(EXCERPTED DATA begins)

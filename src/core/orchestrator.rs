//! 回合编排器
//!
//! 驱动一个回合：检查会话前置条件 → 组装提示词（画像参数化）→ 调用生成端 →
//! 提取回复与反馈 → 原子提交到会话状态。生成失败时状态保证不变，调用方可重试。

use std::sync::Arc;
use std::time::Duration;

use tokio::time::timeout;

use crate::config::AppConfig;
use crate::core::TurnError;
use crate::feedback::{extract, TurnResult};
use crate::llm::{LlmClient, MockLlmClient, OpenAiClient};
use crate::profile::ProficiencyProfile;
use crate::session::{Message, SessionPhase, SessionState};

/// 内置辅导提示词模板；config/prompts/tutor.txt 存在时优先使用。
/// 占位符 {level} / {goals} 以学习者画像填充。
const DEFAULT_TUTOR_TEMPLATE: &str = r#"You are English Buddy, an expert, friendly English teacher and conversation partner.
The learner's proficiency level is {level}. Their learning goals: {goals}.
For every user message, generate two outputs:
1. A natural, conversational reply that continues the discussion, asks follow-up questions, and encourages the user.
2. A detailed feedback section that analyzes the user's English, provides grammar corrections, vocabulary suggestions, and explanations.
Format your response as follows:
---
Reply: <your conversational reply>
---
Feedback:
**Corrections:** <corrections or 'No corrections needed.'>
**Explanation:** <explanation or 'No explanation needed.'>
**Vocabulary Suggestion:** <suggestions or 'No suggestions needed.'>
---
Always fill in every section, even if there are no corrections or suggestions needed."#;

/// 根据配置与环境变量选择 LLM 后端（OpenAI 兼容 / Mock）
pub fn create_llm_from_config(cfg: &AppConfig) -> Arc<dyn LlmClient> {
    let provider = cfg.llm.provider.to_lowercase();
    let api_key = std::env::var("OPENAI_API_KEY").ok();

    if provider == "openai" && api_key.is_some() {
        tracing::info!("Using OpenAI LLM ({})", cfg.llm.model);
        Arc::new(OpenAiClient::new(
            cfg.llm.base_url.as_deref(),
            &cfg.llm.model,
            api_key.as_deref(),
            cfg.llm.temperature,
        ))
    } else {
        if provider != "mock" {
            tracing::warn!("No API key set or provider unknown, using Mock LLM");
        }
        Arc::new(MockLlmClient::default())
    }
}

/// 回合编排器：持有生成端与提示词模板，可多会话共享
pub struct TurnOrchestrator {
    llm: Arc<dyn LlmClient>,
    prompt_template: String,
    request_timeout: Duration,
}

impl TurnOrchestrator {
    pub fn new(llm: Arc<dyn LlmClient>, prompt_template: String, request_timeout: Duration) -> Self {
        Self {
            llm,
            prompt_template,
            request_timeout,
        }
    }

    /// 从配置构建：选择 LLM 后端，加载提示词模板（文件优先，内置兜底）
    pub fn from_config(cfg: &AppConfig) -> Self {
        let template = ["config/prompts/tutor.txt", "../config/prompts/tutor.txt"]
            .into_iter()
            .find_map(|p| std::fs::read_to_string(p).ok())
            .unwrap_or_else(|| DEFAULT_TUTOR_TEMPLATE.to_string());

        Self::new(
            create_llm_from_config(cfg),
            template,
            Duration::from_secs(cfg.llm.timeouts.request),
        )
    }

    fn system_prompt(&self, profile: &ProficiencyProfile) -> String {
        self.prompt_template
            .replace("{level}", &profile.level)
            .replace("{goals}", &profile.learning_goals.join(", "))
    }

    /// 跑一个回合。
    ///
    /// 前置条件：记录非空且以 User 消息收尾，否则 InvalidPrecondition（不调用生成端、不改状态）。
    /// 生成失败或超时 → GenerationFailed，状态不变。成功则提交并返回本回合结果。
    pub async fn run_turn(
        &self,
        state: &mut SessionState,
        profile: &ProficiencyProfile,
    ) -> Result<TurnResult, TurnError> {
        if state.phase() != SessionPhase::AwaitingTurn {
            return Err(TurnError::InvalidPrecondition);
        }

        let mut request = Vec::with_capacity(state.messages().len() + 1);
        request.push(Message::system(self.system_prompt(profile)));
        request.extend_from_slice(state.messages());

        let raw = timeout(self.request_timeout, self.llm.complete(&request))
            .await
            .map_err(|_| TurnError::GenerationFailed("request timed out".to_string()))?
            .map_err(TurnError::GenerationFailed)?;

        let result = extract(&raw);
        state.commit_turn(result.reply.clone(), result.feedback.clone())?;

        let (prompt, completion, total) = self.llm.token_usage();
        tracing::debug!(
            "Turn committed: {} messages, {} feedback entries, tokens {}+{}={}",
            state.messages().len(),
            result.feedback.len(),
            prompt,
            completion,
            total
        );

        Ok(result)
    }
}

#[cfg(test)]
mod tests {
    use super::*;
    use crate::feedback::FeedbackCategory;
    use crate::profile::ProficiencyProfile;
    use async_trait::async_trait;

    struct FailingLlm;

    #[async_trait]
    impl LlmClient for FailingLlm {
        async fn complete(&self, _messages: &[Message]) -> Result<String, String> {
            Err("quota exceeded".to_string())
        }
    }

    struct SlowLlm;

    #[async_trait]
    impl LlmClient for SlowLlm {
        async fn complete(&self, _messages: &[Message]) -> Result<String, String> {
            tokio::time::sleep(Duration::from_millis(500)).await;
            Ok("Reply: late".to_string())
        }
    }

    fn orchestrator(llm: Arc<dyn LlmClient>) -> TurnOrchestrator {
        TurnOrchestrator::new(llm, DEFAULT_TUTOR_TEMPLATE.to_string(), Duration::from_secs(5))
    }

    fn profile() -> ProficiencyProfile {
        ProficiencyProfile::new("A2", vec!["Improve grammar".into()])
    }

    #[tokio::test]
    async fn test_successful_turn_commits_state() {
        let orch = orchestrator(Arc::new(MockLlmClient::default()));
        let mut state = SessionState::new();
        state.push_user("I goed to the park");

        let result = orch.run_turn(&mut state, &profile()).await.unwrap();

        assert!(!result.reply.is_empty());
        assert_eq!(state.messages().len(), 2);
        assert_eq!(state.phase(), SessionPhase::AwaitingUser);
        // Mock 返回全占位反馈块 → 恰好一条兜底 Grammar 条目
        assert_eq!(state.entries(FeedbackCategory::Grammar).len(), 1);
    }

    #[tokio::test]
    async fn test_invalid_precondition_on_empty_transcript() {
        let orch = orchestrator(Arc::new(MockLlmClient::default()));
        let mut state = SessionState::new();

        let result = orch.run_turn(&mut state, &profile()).await;
        assert!(matches!(result, Err(TurnError::InvalidPrecondition)));
        assert!(state.messages().is_empty());
    }

    #[tokio::test]
    async fn test_invalid_precondition_on_assistant_tail() {
        let orch = orchestrator(Arc::new(MockLlmClient::default()));
        let mut state = SessionState::new();
        state.push_user("hi");
        orch.run_turn(&mut state, &profile()).await.unwrap();

        // 最后一条是 Assistant，再跑回合是调用方 bug
        let result = orch.run_turn(&mut state, &profile()).await;
        assert!(matches!(result, Err(TurnError::InvalidPrecondition)));
        assert_eq!(state.messages().len(), 2);
    }

    #[tokio::test]
    async fn test_generation_failure_leaves_state_unchanged() {
        let orch = orchestrator(Arc::new(FailingLlm));
        let mut state = SessionState::new();
        state.push_user("hello");
        let len_before = state.messages().len();

        let result = orch.run_turn(&mut state, &profile()).await;
        assert!(matches!(result, Err(TurnError::GenerationFailed(_))));
        assert_eq!(state.messages().len(), len_before);
        // 仍处于 AwaitingTurn，可直接重试
        assert_eq!(state.phase(), SessionPhase::AwaitingTurn);
    }

    #[tokio::test]
    async fn test_timeout_is_generation_failure() {
        let orch = TurnOrchestrator::new(
            Arc::new(SlowLlm),
            DEFAULT_TUTOR_TEMPLATE.to_string(),
            Duration::from_millis(50),
        );
        let mut state = SessionState::new();
        state.push_user("hello");

        let result = orch.run_turn(&mut state, &profile()).await;
        assert!(matches!(result, Err(TurnError::GenerationFailed(_))));
        assert_eq!(state.messages().len(), 1);
    }

    #[test]
    fn test_system_prompt_interpolation() {
        let orch = orchestrator(Arc::new(MockLlmClient::default()));
        let profile = ProficiencyProfile::new(
            "B1",
            vec!["Improve grammar".into(), "Expand vocabulary".into()],
        );
        let prompt = orch.system_prompt(&profile);
        assert!(prompt.contains("proficiency level is B1"));
        assert!(prompt.contains("Improve grammar, Expand vocabulary"));
    }
}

(EXCERPTED DATA ends)

## WHAT IS NEEDED
For every line in the data above that holds "Duration", return the line itself.

## SOLUTION
use std::time::Duration;
    request_timeout: Duration,
    pub fn new(llm: Arc<dyn LlmClient>, prompt_template: String, request_timeout: Duration) -> Self {
            Duration::from_secs(cfg.llm.timeouts.request),
            tokio::time::sleep(Duration::from_millis(500)).await;
        TurnOrchestrator::new(llm, DEFAULT_TUTOR_TEMPLATE.to_string(), Duration::from_secs(5))
            Duration::from_millis(50),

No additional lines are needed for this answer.